■ Source data:
● ● ● ●

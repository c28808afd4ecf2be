// Account create, delete and balance operations.
use crate::config::Operator;
use crate::core::amount::Hbar;
use crate::core::entity::{AccountId, TokenId, TransactionId};
use crate::core::error::{ApiResult, Error};
use crate::core::key::PublicKey;
use crate::core::status::Status;
use crate::domain::AccountTokenBalance;
use crate::protocol::network::{LedgerQuery, QueryResponse, TransactionBody};
use crate::protocol::options::{QueryOptions, TransactionOptions, check_memo, check_non_negative};
use crate::protocol::request::{
    Operation, OperationKind, Outcome, Request, required, unexpected_response,
};

/// Upper bound the network accepts for automatic token associations.
pub const MAX_AUTOMATIC_TOKEN_ASSOCIATIONS: i32 = 5000;

#[derive(Clone, Debug, Eq, PartialEq)]
pub struct AccountCreateRequest {
    key: PublicKey,
    initial_balance: Hbar,
    memo: Option<String>,
    max_automatic_token_associations: i32,
    options: TransactionOptions,
}

impl AccountCreateRequest {
    pub fn of(key: PublicKey) -> Self {
        Self {
            key,
            initial_balance: Hbar::ZERO,
            memo: None,
            max_automatic_token_associations: 0,
            options: TransactionOptions::default(),
        }
    }

    pub fn of_balance(key: PublicKey, initial_balance: Hbar) -> ApiResult<Self> {
        check_non_negative(initial_balance, "initial balance")?;
        Ok(Self {
            initial_balance,
            ..Self::of(key)
        })
    }

    pub fn of_balance_and_memo(
        key: PublicKey,
        initial_balance: Hbar,
        memo: impl Into<String>,
    ) -> ApiResult<Self> {
        let memo = memo.into();
        check_memo(&memo, "account memo")?;
        let mut request = Self::of_balance(key, initial_balance)?;
        request.memo = Some(memo);
        Ok(request)
    }

    pub fn with_max_automatic_token_associations(mut self, max: i32) -> ApiResult<Self> {
        if !(0..=MAX_AUTOMATIC_TOKEN_ASSOCIATIONS).contains(&max) {
            return Err(Error::invalid_argument(format!(
                "automatic token associations must be within 0..={MAX_AUTOMATIC_TOKEN_ASSOCIATIONS}, got {max}"
            )));
        }
        self.max_automatic_token_associations = max;
        Ok(self)
    }

    pub fn with_options(mut self, options: TransactionOptions) -> Self {
        self.options = options;
        self
    }

    pub fn initial_balance(&self) -> Hbar {
        self.initial_balance
    }

    pub fn memo(&self) -> Option<&str> {
        self.memo.as_deref()
    }
}

#[derive(Clone, Debug, Eq, PartialEq)]
pub struct AccountCreateResult {
    pub transaction_id: TransactionId,
    pub status: Status,
    pub account_id: AccountId,
}

impl Request for AccountCreateRequest {
    type Output = AccountCreateResult;

    fn kind(&self) -> OperationKind {
        OperationKind::AccountCreate
    }

    fn operation(&self, _operator: &Operator) -> ApiResult<Operation> {
        Ok(Operation::Transaction {
            body: TransactionBody::AccountCreate {
                key: self.key.clone(),
                initial_balance: self.initial_balance,
                memo: self.memo.clone(),
                max_automatic_token_associations: self.max_automatic_token_associations,
            },
            options: self.options.clone(),
        })
    }

    fn output(outcome: Outcome) -> ApiResult<Self::Output> {
        let kind = OperationKind::AccountCreate;
        let receipt = outcome.into_receipt(kind)?;
        Ok(AccountCreateResult {
            transaction_id: receipt.transaction_id,
            status: receipt.status,
            account_id: required(receipt.account_id, &receipt, kind, "account id")?,
        })
    }
}

/// Deletes an account and moves its remaining hbar to `transfer_account_id`.
#[derive(Clone, Debug, Eq, PartialEq)]
pub struct AccountDeleteRequest {
    account_id: AccountId,
    transfer_account_id: Option<AccountId>,
    options: TransactionOptions,
}

impl AccountDeleteRequest {
    /// Remaining balance goes to the operator account.
    pub fn of(account_id: AccountId) -> Self {
        Self {
            account_id,
            transfer_account_id: None,
            options: TransactionOptions::default(),
        }
    }

    pub fn of_transfer(account_id: AccountId, transfer_account_id: AccountId) -> ApiResult<Self> {
        if account_id == transfer_account_id {
            return Err(Error::invalid_argument(format!(
                "account {account_id} cannot receive its own remaining balance"
            )));
        }
        Ok(Self {
            transfer_account_id: Some(transfer_account_id),
            ..Self::of(account_id)
        })
    }

    pub fn with_options(mut self, options: TransactionOptions) -> Self {
        self.options = options;
        self
    }
}

#[derive(Clone, Debug, Eq, PartialEq)]
pub struct AccountDeleteResult {
    pub transaction_id: TransactionId,
    pub status: Status,
}

impl Request for AccountDeleteRequest {
    type Output = AccountDeleteResult;

    fn kind(&self) -> OperationKind {
        OperationKind::AccountDelete
    }

    fn operation(&self, operator: &Operator) -> ApiResult<Operation> {
        let transfer_account_id = self.transfer_account_id.unwrap_or(operator.account_id);
        if transfer_account_id == self.account_id {
            return Err(Error::invalid_argument(format!(
                "account {} cannot receive its own remaining balance",
                self.account_id
            )));
        }
        Ok(Operation::Transaction {
            body: TransactionBody::AccountDelete {
                account_id: self.account_id,
                transfer_account_id,
            },
            options: self.options.clone(),
        })
    }

    fn output(outcome: Outcome) -> ApiResult<Self::Output> {
        let receipt = outcome.into_receipt(OperationKind::AccountDelete)?;
        Ok(AccountDeleteResult {
            transaction_id: receipt.transaction_id,
            status: receipt.status,
        })
    }
}

#[derive(Clone, Debug, Eq, PartialEq)]
pub struct AccountBalanceRequest {
    account_id: Option<AccountId>,
    options: QueryOptions,
}

impl AccountBalanceRequest {
    /// The operator account's balance.
    pub fn of_operator() -> Self {
        Self {
            account_id: None,
            options: QueryOptions::default(),
        }
    }

    pub fn of(account_id: AccountId) -> Self {
        Self {
            account_id: Some(account_id),
            options: QueryOptions::default(),
        }
    }

    pub fn with_options(mut self, options: QueryOptions) -> Self {
        self.options = options;
        self
    }
}

#[derive(Clone, Debug, Eq, PartialEq)]
pub struct AccountBalanceResult {
    pub transaction_id: TransactionId,
    pub status: Status,
    pub hbars: Hbar,
    pub tokens: Vec<AccountTokenBalance>,
}

impl AccountBalanceResult {
    pub fn token_balance(&self, token_id: TokenId) -> Option<i64> {
        self.tokens
            .iter()
            .find(|entry| entry.token_id == token_id)
            .map(|entry| entry.balance)
    }
}

impl Request for AccountBalanceRequest {
    type Output = AccountBalanceResult;

    fn kind(&self) -> OperationKind {
        OperationKind::AccountBalance
    }

    fn operation(&self, operator: &Operator) -> ApiResult<Operation> {
        Ok(Operation::Query {
            query: LedgerQuery::AccountBalance {
                account_id: self.account_id.unwrap_or(operator.account_id),
            },
            options: self.options,
        })
    }

    fn output(outcome: Outcome) -> ApiResult<Self::Output> {
        let kind = OperationKind::AccountBalance;
        match outcome.into_response(kind)? {
            (transaction_id, QueryResponse::AccountBalance { hbars, tokens }) => {
                Ok(AccountBalanceResult {
                    transaction_id,
                    status: Status::Ok,
                    hbars,
                    tokens,
                })
            }
            (_, other) => Err(unexpected_response(kind, &other)),
        }
    }
}

#[cfg(test)]
mod tests {
    use super::*;
    use crate::core::error::ErrorKind;
    use crate::core::key::{KeyAlgorithm, PrivateKey};

    fn key() -> PublicKey {
        PublicKey::from_bytes(KeyAlgorithm::Ed25519, &[4; 32]).expect("key")
    }

    fn operator() -> Operator {
        Operator::new(
            AccountId::from_num(2),
            PrivateKey::from_bytes(KeyAlgorithm::Ed25519, &[1; 32]).expect("private"),
            key(),
        )
        .expect("operator")
    }

    #[test]
    fn negative_initial_balance_is_rejected() {
        let err = AccountCreateRequest::of_balance(key(), Hbar::from_tinybars(-1))
            .expect_err("negative");
        assert_eq!(err.kind(), ErrorKind::InvalidArgument);
        let request = AccountCreateRequest::of(key());
        assert_eq!(request.initial_balance(), Hbar::ZERO);
        assert_eq!(request.memo(), None);
    }

    #[test]
    fn delete_defaults_transfer_target_to_operator() {
        let request = AccountDeleteRequest::of(AccountId::from_num(1001));
        let Operation::Transaction { body, .. } = request.operation(&operator()).expect("op")
        else {
            panic!("expected a transaction");
        };
        assert_eq!(
            body,
            TransactionBody::AccountDelete {
                account_id: AccountId::from_num(1001),
                transfer_account_id: AccountId::from_num(2),
            }
        );
    }

    #[test]
    fn operator_cannot_delete_into_itself() {
        let err = AccountDeleteRequest::of(AccountId::from_num(2))
            .operation(&operator())
            .expect_err("self transfer");
        assert_eq!(err.kind(), ErrorKind::InvalidArgument);
    }

    #[test]
    fn association_limit_is_bounded() {
        let err = AccountCreateRequest::of(key())
            .with_max_automatic_token_associations(-1)
            .expect_err("negative");
        assert_eq!(err.kind(), ErrorKind::InvalidArgument);
    }
}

● ● ● ●

■ Action item: In the listing above, find each line containing "QueryOptions" and copy it.

■ Answer box:
use crate::protocol::options::{QueryOptions, TransactionOptions, check_memo, check_non_negative};
    options: QueryOptions,
            options: QueryOptions::default(),
            options: QueryOptions::default(),
    pub fn with_options(mut self, options: QueryOptions) -> Self {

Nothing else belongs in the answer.